Forconi e ribellioni nell’Italia del disagio
In vista del voto di fiducia di oggi, 11 dicembre, al governo Letta, si preannunciano nuove azioni eclatanti per bloccare rifornimenti e merci al grido di «l’Italia si ferma» e «ribellarsi è un dovere» da parte di un cartello di diverse sigle poco conosciute come, tra gli altri, Cobas latte, Azione rurale veneto, Movimento autonomo trasportatori e i Forconi nati in Sicilia, che offrono il logo più eclatante della protesta.
Le immagini della conferenza stampa dei promotori delle manifestazioni – iniziate, con epicentro Torino, il 9 dicembre dal cosiddetto Movimento dei forconi – consegnano i modi informali di persone semplici che incontri al bar e sulla strada. L’invito esplicito alla rivolta non accetta collegamenti con partiti e sindacati, accusati di organizzare finte manifestazioni e accettare tavoli di discussione che si rivelano inconcludenti. La pretesa è quella di portare in piazza non i parolai ma chi ha i calli del lavoro sulle mani e si trova in un Paese in mano a governanti incapaci, come ha espresso in maniera efficace il siciliano Mariano Fattore il 24 novembre a Bovolone, vicino Verona, nei vari incontri preparatori della manifestazione del 9 dicembre: «Massacrati dalla globalizzazione che ti porta in casa cinesi, come a Prato, e perseguitati da uno Stato che ti dovrebbe proteggere e invece aizza Equitalia, che sequestra gli strumenti del lavoro della tua azienda».
Casta e poliziotti senza casco
È sempre difficile leggere ciò che accade nella realtà vincendo la tentazione di applicare automaticamente le proprie categorie interpretative. Buona parte dei commentatori politici stanno lentamente uscendo dallo sconcerto della marea dei voti del Movimento 5 Stelle alle ultime elezioni politiche, raffigurati come tanti testimoni di Geova che occupano piazza San Pietro. Esiste un sommovimento nella pancia della Nazione che è complesso comprendere in maniera adeguata. In tempi di social media, tanti si sono fatti cronisti diretti degli avvenimenti di Torino e degli altri luoghi della protesta, restituendo un certo smarrimento anche in militanti di sinistra che hanno visto esprimere quel disagio sociale che denunciano da tempo, non riuscendo, perciò, a inscatolare tutto nella connessione tra interessi di padroncini, bottegai, pezzi di tifoseria e organizzazioni di estrema destra.

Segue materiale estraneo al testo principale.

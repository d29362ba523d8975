use rand::{RngCore, SeedableRng};
use rand_chacha::ChaCha8Rng;
use tracing::{debug, trace, warn};

use crate::solver::{
    bellman::{backup_unchecked, check_len},
    config::{InitKind, SolverConfig, SolverConfigError, SweepMode},
    error::SolveError,
    ids::{ActionId, StateId},
    model::Model,
    snapshot::{SolutionSnapshot, StateSnapshot},
};

/// Metrics emitted after every sweep over the state space.
#[derive(Debug, Clone, Copy, PartialEq)]
pub struct SweepMetrics {
    pub iteration: usize,
    /// `max_s |V(s) - V_old(s)|` for this sweep.
    pub delta: f64,
}

/// Aggregate metrics for a complete solve.
#[derive(Debug, Clone, Copy, PartialEq)]
pub struct SolveMetrics {
    pub iterations: usize,
    pub final_delta: f64,
    pub converged: bool,
}

/// Non-fatal: the iteration cap was hit before `delta <= epsilon_stop`.
#[derive(Debug, Clone, Copy, PartialEq)]
pub struct ConvergenceWarning {
    pub iterations: usize,
    pub delta: f64,
    pub epsilon_stop: f64,
}

/// Value function and greedy policy produced by value iteration.
#[derive(Debug, Clone, PartialEq)]
pub struct Solution {
    values: Vec<f64>,
    policy: Vec<ActionId>,
    metrics: SolveMetrics,
    discount_factor: f64,
    epsilon_stop: f64,
}

impl Solution {
    pub fn values(&self) -> &[f64] {
        &self.values
    }

    pub fn value(&self, state: StateId) -> Option<f64> {
        self.values.get(state.index()).copied()
    }

    pub fn policy(&self) -> &[ActionId] {
        &self.policy
    }

    /// Action prescribed for a state.
    pub fn action(&self, state: StateId) -> Option<ActionId> {
        self.policy.get(state.index()).copied()
    }

    pub fn metrics(&self) -> SolveMetrics {
        self.metrics
    }

    pub fn discount_factor(&self) -> f64 {
        self.discount_factor
    }

    /// Present when the solve stopped on the iteration cap.
    pub fn convergence_warning(&self) -> Option<ConvergenceWarning> {
        if self.metrics.converged {
            None
        } else {
            Some(ConvergenceWarning {
                iterations: self.metrics.iterations,
                delta: self.metrics.final_delta,
                epsilon_stop: self.epsilon_stop,
            })
        }
    }

    pub fn into_values(self) -> Vec<f64> {
        self.values
    }

    /// Serializable view of the solution.
    pub fn snapshot(&self) -> SolutionSnapshot {
        SolutionSnapshot {
            schema_version: 1,
            discount_factor: self.discount_factor,
            iterations: self.metrics.iterations,
            final_delta: self.metrics.final_delta,
            converged: self.metrics.converged,
            states: self
                .values
                .iter()
                .zip(&self.policy)
                .enumerate()
                .map(|(state, (value, action))| StateSnapshot {
                    state,
                    value: *value,
                    action: action.index(),
                })
                .collect(),
        }
    }
}

/// Value-iteration solver bound to one model and one configuration.
#[derive(Debug, Clone)]
pub struct ValueIteration<'a> {
    model: &'a Model,
    config: &'a SolverConfig,
}

impl<'a> ValueIteration<'a> {
    /// Validate the configuration and bind the solver.
    pub fn new(model: &'a Model, config: &'a SolverConfig) -> Result<Self, SolverConfigError> {
        config.validate()?;
        Ok(ValueIteration { model, config })
    }

    /// Initial value vector according to `config.init`.
    pub fn initial_values(&self) -> Vec<f64> {
        let n = self.model.state_count();
        match self.config.init {
            InitKind::Zero => vec![0.0; n],
            InitKind::Uniform => {
                let mut rng = ChaCha8Rng::seed_from_u64(self.config.seed);
                // Top 53 bits only, so a draw never rounds up to 1.
                (0..n)
                    .map(|_| (rng.next_u64() >> 11) as f64 / (1u64 << 53) as f64)
                    .collect()
            }
        }
    }

    /// Solve from the configured initialization.
    pub fn run(&self) -> Result<Solution, SolveError> {
        self.run_from_with_hook(self.initial_values(), |_| {})
    }

    /// Solve and invoke a callback after every sweep.
    pub fn run_with_hook<FHook>(&self, on_sweep: FHook) -> Result<Solution, SolveError>
    where
        FHook: FnMut(&SweepMetrics),
    {
        self.run_from_with_hook(self.initial_values(), on_sweep)
    }

    /// Solve starting from a caller-supplied value vector.
    pub fn run_from(&self, initial: Vec<f64>) -> Result<Solution, SolveError> {
        self.run_from_with_hook(initial, |_| {})
    }

    pub fn run_from_with_hook<FHook>(
        &self,
        initial: Vec<f64>,
        mut on_sweep: FHook,
    ) -> Result<Solution, SolveError>
    where
        FHook: FnMut(&SweepMetrics),
    {
        check_len(self.model, &initial)?;
        if let Some((s, value)) = initial.iter().enumerate().find(|(_, v)| !v.is_finite()) {
            return Err(SolveError::InvalidInitialValue {
                state: StateId::from(s),
                value: *value,
            });
        }

        let mut values = initial;
        let mut old = values.clone();
        let mut policy = vec![ActionId::from(0); values.len()];
        let mut iterations = 0;
        let mut delta = f64::INFINITY;

        while iterations < self.config.max_iterations {
            delta = match self.config.sweep {
                SweepMode::Synchronous => {
                    self.sweep_synchronous(&mut values, &mut old, &mut policy)?
                }
                SweepMode::InPlace => self.sweep_in_place(&mut values, &mut policy)?,
            };
            iterations += 1;

            let metrics = SweepMetrics {
                iteration: iterations,
                delta,
            };
            trace!(iteration = iterations, delta, "value iteration sweep");
            on_sweep(&metrics);

            if delta <= self.config.epsilon_stop {
                break;
            }
        }

        let converged = delta <= self.config.epsilon_stop;
        if converged {
            debug!(iterations, delta, "value iteration converged");
        } else {
            warn!(
                iterations,
                delta,
                epsilon_stop = self.config.epsilon_stop,
                "value iteration hit max-iterations before converging; keeping current policy"
            );
        }

        Ok(Solution {
            values,
            policy,
            metrics: SolveMetrics {
                iterations,
                final_delta: delta,
                converged,
            },
            discount_factor: self.config.discount_factor,
            epsilon_stop: self.config.epsilon_stop,
        })
    }

    fn sweep_synchronous(
        &self,
        values: &mut [f64],
        old: &mut [f64],
        policy: &mut [ActionId],
    ) -> Result<f64, SolveError> {
        old.copy_from_slice(values);
        let gamma = self.config.discount_factor;
        let mut delta = 0.0_f64;

        for state in self.model.states() {
            let (best, action) = backup_unchecked(self.model, old, gamma, state)?;
            let s = state.index();
            delta = delta.max((best - old[s]).abs());
            values[s] = best;
            policy[s] = action;
        }

        Ok(delta)
    }

    fn sweep_in_place(
        &self,
        values: &mut [f64],
        policy: &mut [ActionId],
    ) -> Result<f64, SolveError> {
        let gamma = self.config.discount_factor;
        let mut delta = 0.0_f64;

        for state in self.model.states() {
            let (best, action) = backup_unchecked(self.model, values, gamma, state)?;
            let s = state.index();
            delta = delta.max((best - values[s]).abs());
            values[s] = best;
            policy[s] = action;
        }

        Ok(delta)
    }
}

In questo senso va letta anche la dichiarazione del segretario generale del sindacato di polizia Siulp, Felice Romano, che, contraddicendo le note normalizzanti della questura circa una pretesa simpatia tra manifestanti e personale di pubblica sicurezza, ha affermato che «quanto accaduto a Torino, a Genova e in tutte le altre città, nonostante i soliti delinquenti professionisti del disordine che hanno dato sfogo alla loro indole criminale e violenta, senza però riuscire a separare il “Paese” (cittadini e poliziotti), merita un plauso a tutti quei colleghi di tutte le forze di polizia che oggi, in modo professionale e coraggiosamente hanno detto simbolicamente basta alla lontananza della politica governativa e dei palazzi del potere rispetto ai danni che stanno producendo contro le famiglie e i lavoratori. Togliersi il casco in segno di manifesta solidarietà e totale condivisione delle ragioni a base della protesta odierna, di tutti i cittadini che hanno voluto gridare basta allo sfruttamento e al soffocamento dei lavoratori e delle famiglie italiane, è un atto che per quanto simbolico dimostra però che la misura è colma e che i palazzi, gli apparati, e la stessa politica ormai sono lontani dai problemi reali dei cittadini e troppo indaffarati ai giochi di potere per la propria sopravvivenza e conservazione della casta».
Marginali nell’agenda politica
Affermazioni rudi e nette che generano sconcerto, ad esempio, nel segretario generale dei metalmeccanici Cisl, Marco Bentivogli: «È uno scandalo che la celere si tolga il casco di fronte a chi ricatta altri lavoratori. Nelle ultime manifestazioni dei metalmeccanici non è mai accaduto». Bentivogli invita a riconoscere tra gli organizzatori anche realtà come Casa Pound (da ultimo promotrice di un’alleanza europea con la greca Alba dorata, ndr).
C’è da dire che in alcuni video di promozione della manifestazione del 9 dicembre compaiono le foto di tutti i politici da mandare a casa, dimenticando solo Silvio Berlusconi, facendo presagire intenti golpisti. Ma un movimento di ribellione non può controllare tutto e Fattore, che ne è uno dei portavoce con il suo inconfondibile cappellino da agricoltore di provincia, ha diffidato di scendere in piazza con pugni chiusi o saluti fascisti.
Come evolverà il tutto mentre in Italia, come ha rilevato l’Eurostat, ormai ci sono 18 milioni di persone toccate dal fenomeno dell’impoverimento, è tutto da immaginare. Anche la mite Coldiretti ha recentemente organizzato il blocco del Brennero per denunciare la contraffazione degli alimenti made in Italy grazie a una normativa europea che spiazza i produttori italiani. E tanti micro scioperi dei lavoratori della logistica stanno avvenendo nel silenzio dell’informazione che non prende in considerazione le fasce marginali del lavoro globalizzato.
Sicuramente non tutti coloro che sono al centro dei vari eventi avranno letto l’ultimo Bauman, ma nella raccolta (Danni collaterali, Laterza) delle sue lezioni sulla crisi della democrazia svuotata di contenuti, si offre una prospettiva che può aiutare a comprendere ciò che sta avvenendo: «Sono certo che l’esplosiva miscela risultante da una disuguaglianza sociale in un continuo aumento e l’accrescersi di quella sofferenza umana che releghiamo alla sfera della collateralità (considerandola marginale, estranea, che non rientra legittimamente nell’agenda politica) sta dimostrando di essere, potenzialmente, il più disastroso dei tanti problemi che l’umanità potrebbe vedersi costretta ad affrontare e a risolvere in questo secolo». La paura dei forconi e dei manganelli, la solitudine di tanti che si scoprono esclusi rende chiaro che non si tratta di argomenti da conferenza.